Your task: Every line below between the line holding "use serde::Deserialize;" and the line holding "Client for the", inclusive, should be repeated exactly, and all other lines omitted.

Records for the task:
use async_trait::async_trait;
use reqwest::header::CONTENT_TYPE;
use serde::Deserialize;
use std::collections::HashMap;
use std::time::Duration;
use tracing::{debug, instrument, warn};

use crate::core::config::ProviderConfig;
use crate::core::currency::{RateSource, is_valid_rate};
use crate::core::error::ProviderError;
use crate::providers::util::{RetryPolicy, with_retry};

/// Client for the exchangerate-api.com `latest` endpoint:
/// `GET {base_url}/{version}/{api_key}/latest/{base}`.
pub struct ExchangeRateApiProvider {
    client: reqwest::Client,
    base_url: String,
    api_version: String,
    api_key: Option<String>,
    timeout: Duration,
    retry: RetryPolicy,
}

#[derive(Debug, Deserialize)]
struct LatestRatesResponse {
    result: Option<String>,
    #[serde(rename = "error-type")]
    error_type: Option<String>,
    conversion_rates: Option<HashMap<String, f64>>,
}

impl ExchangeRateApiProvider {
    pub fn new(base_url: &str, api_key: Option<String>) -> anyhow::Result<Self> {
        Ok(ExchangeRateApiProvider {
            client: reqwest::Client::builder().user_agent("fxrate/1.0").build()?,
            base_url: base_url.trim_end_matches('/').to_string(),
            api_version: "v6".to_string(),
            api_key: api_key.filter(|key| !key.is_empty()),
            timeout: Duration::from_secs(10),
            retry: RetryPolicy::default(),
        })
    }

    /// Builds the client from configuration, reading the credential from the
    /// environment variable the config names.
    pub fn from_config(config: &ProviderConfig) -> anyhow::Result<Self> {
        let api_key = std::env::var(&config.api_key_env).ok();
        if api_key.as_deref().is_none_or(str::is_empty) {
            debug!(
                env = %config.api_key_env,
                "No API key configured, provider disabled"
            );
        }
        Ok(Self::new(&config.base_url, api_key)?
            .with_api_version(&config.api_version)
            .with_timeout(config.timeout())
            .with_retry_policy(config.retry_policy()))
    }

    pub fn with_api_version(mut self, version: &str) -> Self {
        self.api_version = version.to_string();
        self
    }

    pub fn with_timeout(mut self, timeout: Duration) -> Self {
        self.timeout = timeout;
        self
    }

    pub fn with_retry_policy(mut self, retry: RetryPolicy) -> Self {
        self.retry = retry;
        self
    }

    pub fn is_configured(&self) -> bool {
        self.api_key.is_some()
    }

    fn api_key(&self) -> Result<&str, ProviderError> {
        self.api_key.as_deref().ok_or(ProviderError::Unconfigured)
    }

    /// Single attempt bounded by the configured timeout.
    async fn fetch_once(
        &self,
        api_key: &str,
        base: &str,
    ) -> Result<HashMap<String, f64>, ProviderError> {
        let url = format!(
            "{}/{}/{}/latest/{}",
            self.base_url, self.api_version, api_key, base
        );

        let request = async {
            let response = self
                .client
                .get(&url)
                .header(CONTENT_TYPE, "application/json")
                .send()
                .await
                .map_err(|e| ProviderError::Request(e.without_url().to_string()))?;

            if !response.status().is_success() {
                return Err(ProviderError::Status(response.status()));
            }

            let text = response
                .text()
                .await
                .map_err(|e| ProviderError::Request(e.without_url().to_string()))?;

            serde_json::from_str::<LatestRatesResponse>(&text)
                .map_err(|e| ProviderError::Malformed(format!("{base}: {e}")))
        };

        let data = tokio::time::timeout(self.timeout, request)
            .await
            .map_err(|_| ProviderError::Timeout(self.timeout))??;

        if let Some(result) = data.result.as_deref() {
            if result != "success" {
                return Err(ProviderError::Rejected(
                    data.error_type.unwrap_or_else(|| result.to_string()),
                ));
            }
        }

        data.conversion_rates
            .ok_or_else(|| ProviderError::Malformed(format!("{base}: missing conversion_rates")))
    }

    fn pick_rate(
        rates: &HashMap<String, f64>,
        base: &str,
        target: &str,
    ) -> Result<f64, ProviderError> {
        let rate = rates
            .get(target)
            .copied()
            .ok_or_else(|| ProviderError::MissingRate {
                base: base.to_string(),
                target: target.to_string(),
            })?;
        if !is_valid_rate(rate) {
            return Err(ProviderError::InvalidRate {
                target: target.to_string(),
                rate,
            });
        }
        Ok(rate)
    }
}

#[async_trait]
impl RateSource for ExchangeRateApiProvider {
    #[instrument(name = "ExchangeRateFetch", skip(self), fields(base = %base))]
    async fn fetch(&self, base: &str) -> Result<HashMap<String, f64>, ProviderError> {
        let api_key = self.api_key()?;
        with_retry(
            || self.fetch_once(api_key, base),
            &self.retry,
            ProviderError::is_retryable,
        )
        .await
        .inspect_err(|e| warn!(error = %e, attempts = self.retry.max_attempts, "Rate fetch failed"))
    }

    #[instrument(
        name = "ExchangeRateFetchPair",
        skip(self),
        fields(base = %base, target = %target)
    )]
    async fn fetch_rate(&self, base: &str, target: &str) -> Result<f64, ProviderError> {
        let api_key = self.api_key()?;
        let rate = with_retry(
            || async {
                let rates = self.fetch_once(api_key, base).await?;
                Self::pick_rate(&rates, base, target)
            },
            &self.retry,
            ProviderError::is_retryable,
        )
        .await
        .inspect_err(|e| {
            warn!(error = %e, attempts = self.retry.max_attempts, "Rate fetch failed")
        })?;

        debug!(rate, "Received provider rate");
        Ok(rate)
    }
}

Answer space:
use serde::Deserialize;
use std::collections::HashMap;
use std::time::Duration;
use tracing::{debug, instrument, warn};

use crate::core::config::ProviderConfig;
use crate::core::currency::{RateSource, is_valid_rate};
use crate::core::error::ProviderError;
use crate::providers::util::{RetryPolicy, with_retry};

/// Client for the exchangerate-api.com `latest` endpoint:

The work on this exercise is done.